Poloidal–toroidal decomposition
The Toroidal - poloidal decomposition divides a divergence- free vector field, such as the velocity field of an incompressible flow or a magnetic field, such as the earth's magnetic field into two parts, each depending only on a unique scalar field. The decomposition is based on a vector potential A of the vector field F. It can be in a radial Ar and split a tangential component at.
It provides a convenient for the geometry of the problem unit vector dar. For spherical geometry provides the unit vector in the radial direction. By suitable choice of the poloidal vector potential A2 it can be derived from a divergence field without the magnetic field is changed.
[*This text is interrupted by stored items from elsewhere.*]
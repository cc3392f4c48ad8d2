//! Webhook transport: raw Telegram updates in, rendered replies out.
//!
//! Everything here is translation; game semantics live in
//! [`crate::handlers`] and [`crate::state`].

use std::sync::Arc;

use axum::{
    extract::{Path, State},
    http::StatusCode,
    Json,
};

use super::{
    ask_question_keyboard, next_question_keyboard, start_keyboard, BotApi, BotApiError, Update,
    CALLBACK_ASK_QUESTION, CALLBACK_START_GAME,
};
use crate::handlers::handle_event;
use crate::protocol::{InboundEvent, InfoTopic, Reply};
use crate::state::AppState;
use crate::tasks::UsageLogger;
use crate::texts;
use crate::types::ChatId;

/// Everything the webhook handler needs, bundled as axum state
pub struct WebhookContext {
    pub app: AppState,
    pub bot: BotApi,
    pub usage: UsageLogger,
    /// Secret path segment; requests without it are not from Telegram
    pub webhook_token: String,
}

/// POST handler for Telegram updates, mounted at `/webhook/{token}`.
/// Always responds 200 to valid-token requests so Telegram doesn't
/// redeliver updates we chose to ignore or failed to act on.
pub async fn telegram_webhook(
    State(ctx): State<Arc<WebhookContext>>,
    Path(token): Path<String>,
    Json(update): Json<Update>,
) -> StatusCode {
    if token != ctx.webhook_token {
        tracing::warn!("webhook call with wrong token path");
        return StatusCode::NOT_FOUND;
    }

    tracing::debug!(update_id = update.update_id, "received update");

    // Always dismiss the button spinner, even when we ignore the event
    if let Some(cb) = &update.callback_query {
        if let Err(e) = ctx.bot.answer_callback_query(&cb.id).await {
            tracing::warn!("failed to answer callback query: {}", e);
        }
    }

    let Some(event) = event_from_update(&update) else {
        return StatusCode::OK;
    };

    // Usage logging is transport-level: the core never sees user identity
    if matches!(event, InboundEvent::Reset { .. }) {
        if let Some(user) = update.message.as_ref().and_then(|m| m.from.as_ref()) {
            ctx.usage.record(user, "start");
        }
    }

    // Refreshes can take a while against the remote sheet, so admins get
    // an immediate status message that is edited into the outcome.
    if let InboundEvent::AdminRefresh { chat_id, requester } = event {
        if !ctx.app.authorize_admin(requester).await {
            return StatusCode::OK;
        }
        run_admin_refresh(&ctx, chat_id).await;
        return StatusCode::OK;
    }

    if let Some(reply) = handle_event(event, &ctx.app).await {
        if let Err(e) = send_reply(&ctx.bot, reply).await {
            tracing::error!("failed to deliver reply: {}", e);
        }
    }

    StatusCode::OK
}

/// Send the interim refresh status, run the refresh, then edit the
/// status message into the result. Falls back to a fresh message if the
/// interim send failed.
async fn run_admin_refresh(ctx: &WebhookContext, chat_id: ChatId) {
    let status_id = match ctx
        .bot
        .send_message(chat_id, texts::REFRESH_STARTED, None)
        .await
    {
        Ok(message_id) => Some(message_id),
        Err(e) => {
            tracing::warn!("failed to send refresh status: {}", e);
            None
        }
    };

    let text = match ctx.app.refresh_question_pool().await {
        Ok(count) => texts::refresh_ok(count),
        Err(e) => texts::refresh_failed(&e.to_string()),
    };

    let delivered = match status_id {
        Some(message_id) => ctx.bot.edit_message_text(chat_id, message_id, &text).await,
        None => ctx.bot.send_message(chat_id, &text, None).await.map(|_| ()),
    };
    if let Err(e) = delivered {
        tracing::error!("failed to deliver refresh outcome: {}", e);
    }
}

/// Strip the `@botname` suffix group chats append to commands
fn command_of(text: &str) -> Option<&str> {
    let first = text.split_whitespace().next()?;
    if !first.starts_with('/') {
        return None;
    }
    first.split('@').next()
}

/// Translate one update into a typed inbound event, if it concerns us
pub fn event_from_update(update: &Update) -> Option<InboundEvent> {
    if let Some(message) = &update.message {
        let chat_id = message.chat.id;
        let text = message.text.as_deref()?;

        return match command_of(text.trim()) {
            Some("/start") => Some(InboundEvent::Reset { chat_id }),
            Some("/rules") => Some(InboundEvent::ShowInfo {
                chat_id,
                topic: InfoTopic::Rules,
            }),
            Some("/about") => Some(InboundEvent::ShowInfo {
                chat_id,
                topic: InfoTopic::About,
            }),
            Some("/cards") => Some(InboundEvent::ShowInfo {
                chat_id,
                topic: InfoTopic::Cards,
            }),
            Some("/donate") => Some(InboundEvent::ShowInfo {
                chat_id,
                topic: InfoTopic::Donate,
            }),
            Some("/update") => Some(InboundEvent::AdminRefresh {
                chat_id,
                requester: message.from.as_ref()?.id,
            }),
            // Unknown commands are not roster input
            Some(_) => None,
            None => Some(InboundEvent::PlayerListText {
                chat_id,
                text: text.to_string(),
            }),
        };
    }

    if let Some(cb) = &update.callback_query {
        let chat_id = cb.message.as_ref()?.chat.id;
        return match cb.data.as_deref() {
            Some(CALLBACK_START_GAME) => Some(InboundEvent::BeginCollecting { chat_id }),
            Some(CALLBACK_ASK_QUESTION) => Some(InboundEvent::RequestNextQuestion { chat_id }),
            _ => None,
        };
    }

    None
}

/// Render a core reply into a Telegram message with the right keyboard
async fn send_reply(bot: &BotApi, reply: Reply) -> Result<(), BotApiError> {
    match reply {
        Reply::Greeting { chat_id } => {
            bot.send_message(chat_id, texts::GREETING, Some(&start_keyboard()))
                .await?;
        }
        Reply::PromptForPlayers { chat_id } => {
            bot.send_message(chat_id, texts::PROMPT_FOR_PLAYERS, None)
                .await?;
        }
        Reply::RosterConfirmed { chat_id, players } => {
            bot.send_message(
                chat_id,
                &texts::roster_confirmed(&players),
                Some(&ask_question_keyboard()),
            )
            .await?;
        }
        Reply::QuestionDispensed {
            chat_id,
            player,
            question,
        } => {
            bot.send_message(
                chat_id,
                &texts::question_for(&player, &question),
                Some(&next_question_keyboard()),
            )
            .await?;
        }
        Reply::PoolExhausted { chat_id } => {
            bot.send_message(chat_id, texts::POOL_EXHAUSTED, Some(&start_keyboard()))
                .await?;
        }
        Reply::EmptyRosterRetry { chat_id } => {
            bot.send_message(chat_id, texts::EMPTY_ROSTER, None).await?;
        }
        Reply::NoSession { chat_id } => {
            bot.send_message(chat_id, texts::NO_SESSION, None).await?;
        }
        Reply::RefreshOutcome { chat_id, result } => {
            let text = match result {
                Ok(count) => texts::refresh_ok(count),
                Err(reason) => texts::refresh_failed(&reason),
            };
            bot.send_message(chat_id, &text, None).await?;
        }
        Reply::Info { chat_id, topic } => {
            bot.send_message(chat_id, texts::info_text(topic), None)
                .await?;
        }
    }
    Ok(())
}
The vector field F is thus the shape
Toroidal field
The toroidal field resulting from the rotation of the vector potential:
Multiplying out the curl in spherical coordinates one sees that the field has no radial shares:
The field is divergence-free on the spherical surface. Clearly this means that the field has no sources and sinks. On the other hand, there is no radial flow area. A toroidal magnetic field may thus be different from zero only within matter. This means in geophysics that generated by the Earth's core toroidal fields at the surface can not be measured.
The term derives from the toroidal donut shape of these fields into rotationally symmetric systems. For the description of general toroidal fields it is therefore misleading.
Poloidal field
The poloidal field resulting from the rotation of the vector potential.
It has both radial and tangential components. The term derives from the dipole form from the Earth's magnetic field. Since the toroidal magnetic field occurs only in matter, the poloidal field completely describes the geomagnetic field above the earth's surface.
Examples
Central dipole
The field of a magnetic dipole at the origin has a vector potential
Which is immediately recognizable as a poloidal field. The associated potential χ results from the multipole expansion to
If dipoles are located outside the coordinate origin, the field also contains other multipole orders.
Radial dipole
When the above-described radial dipole magnetic moment along the shifts (that is, the magnetic moment in the radial direction ), then the vector potential changes in
The associated potential is χ
Tangential dipole
That means of radial dipole moments only a poloidal field can be generated. For the generation of toroidal components tangential magnetic moments must be involved.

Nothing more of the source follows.